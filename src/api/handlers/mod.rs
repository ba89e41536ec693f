//! REST endpoint handlers organized by resource.

pub mod system;
pub mod users;

use axum::Router;

use crate::app_state::AppState;

/// Composes all resource routes.
pub fn routes() -> Router<AppState> {
    Router::new().merge(users::routes()).merge(system::routes())
}
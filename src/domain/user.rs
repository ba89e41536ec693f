//! The user record and its schema constraints.

use serde::{Deserialize, Serialize};
use utoipa::ToSchema;

use super::UserId;

/// Maximum length of [`User::name`] in characters.
pub const NAME_MAX_LEN: usize = 55;

/// Minimum accepted [`User::age`] (`CHECK (age >= 18)`).
pub const MIN_AGE: i16 = 18;

/// Age assigned by the schema when an insert omits the column.
pub const DEFAULT_AGE: i16 = 18;

/// A persisted user row.
#[derive(Debug, Clone, PartialEq, Eq, Serialize, Deserialize, ToSchema)]
pub struct User {
    /// Identity assigned by the storage engine.
    #[schema(value_type = i32, example = 1)]
    pub id: UserId,
    /// Display name, 1 to 55 characters.
    #[schema(example = "Ann", max_length = 55)]
    pub name: String,
    /// Age in years, at least 18.
    #[schema(example = 30, minimum = 18)]
    pub age: i16,
}

/// Values for a row that has not been inserted yet.
///
/// `age: None` means the column is left out of the insert so the schema
/// default applies.
#[derive(Debug, Clone, PartialEq, Eq)]
pub struct NewUser {
    /// Requested name.
    pub name: String,
    /// Requested age, or `None` to use [`DEFAULT_AGE`].
    pub age: Option<i16>,
}

impl NewUser {
    /// Creates a new insert payload.
    #[must_use]
    pub fn new(name: impl Into<String>, age: Option<i16>) -> Self {
        Self {
            name: name.into(),
            age,
        }
    }

    /// Checks the values against the table constraints.
    ///
    /// Postgres enforces these itself; the in-memory store calls this to
    /// reject the same rows.
    ///
    /// # Errors
    ///
    /// Returns a description of the first violated constraint.
    pub fn check_constraints(&self) -> Result<(), String> {
        if self.name.is_empty() {
            return Err("name must not be empty".to_string());
        }
        if self.name.chars().count() > NAME_MAX_LEN {
            return Err(format!("name exceeds {NAME_MAX_LEN} characters"));
        }
        // Postgres text cannot hold U+0000.
        if self.name.contains('\0') {
            return Err("name must not contain NUL characters".to_string());
        }
        let age = self.age.unwrap_or(DEFAULT_AGE);
        if age < MIN_AGE {
            return Err(format!("age must be at least {MIN_AGE}, got {age}"));
        }
        Ok(())
    }
}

* * * * *

=== Task item ===
Go through the material above line by line and copy it exactly.

=== Result of the task ===
filename src/api/handlers/mod.rs
repository ba89e41536ec693f
//! REST endpoint handlers organized by resource.

pub mod system;
pub mod users;

use axum::Router;

use crate::app_state::AppState;

/// Composes all resource routes.
pub fn routes() -> Router<AppState> {
    Router::new().merge(users::routes()).merge(system::routes())
}
filename src/domain/user.rs
repository ba89e41536ec693f
//! The user record and its schema constraints.

use serde::{Deserialize, Serialize};
use utoipa::ToSchema;

use super::UserId;

/// Maximum length of [`User::name`] in characters.
pub const NAME_MAX_LEN: usize = 55;

/// Minimum accepted [`User::age`] (`CHECK (age >= 18)`).
pub const MIN_AGE: i16 = 18;

/// Age assigned by the schema when an insert omits the column.
pub const DEFAULT_AGE: i16 = 18;

/// A persisted user row.
#[derive(Debug, Clone, PartialEq, Eq, Serialize, Deserialize, ToSchema)]
pub struct User {
    /// Identity assigned by the storage engine.
    #[schema(value_type = i32, example = 1)]
    pub id: UserId,
    /// Display name, 1 to 55 characters.
    #[schema(example = "Ann", max_length = 55)]
    pub name: String,
    /// Age in years, at least 18.
    #[schema(example = 30, minimum = 18)]
    pub age: i16,
}

/// Values for a row that has not been inserted yet.
///
/// `age: None` means the column is left out of the insert so the schema
/// default applies.
#[derive(Debug, Clone, PartialEq, Eq)]
pub struct NewUser {
    /// Requested name.
    pub name: String,
    /// Requested age, or `None` to use [`DEFAULT_AGE`].
    pub age: Option<i16>,
}

impl NewUser {
    /// Creates a new insert payload.
    #[must_use]
    pub fn new(name: impl Into<String>, age: Option<i16>) -> Self {
        Self {
            name: name.into(),
            age,
        }
    }

    /// Checks the values against the table constraints.
    ///
    /// Postgres enforces these itself; the in-memory store calls this to
    /// reject the same rows.
    ///
    /// # Errors
    ///
    /// Returns a description of the first violated constraint.
    pub fn check_constraints(&self) -> Result<(), String> {
        if self.name.is_empty() {
            return Err("name must not be empty".to_string());
        }
        if self.name.chars().count() > NAME_MAX_LEN {
            return Err(format!("name exceeds {NAME_MAX_LEN} characters"));
        }
        // Postgres text cannot hold U+0000.
        if self.name.contains('\0') {
            return Err("name must not contain NUL characters".to_string());
        }
        let age = self.age.unwrap_or(DEFAULT_AGE);
        if age < MIN_AGE {
            return Err(format!("age must be at least {MIN_AGE}, got {age}"));
        }
        Ok(())
    }
}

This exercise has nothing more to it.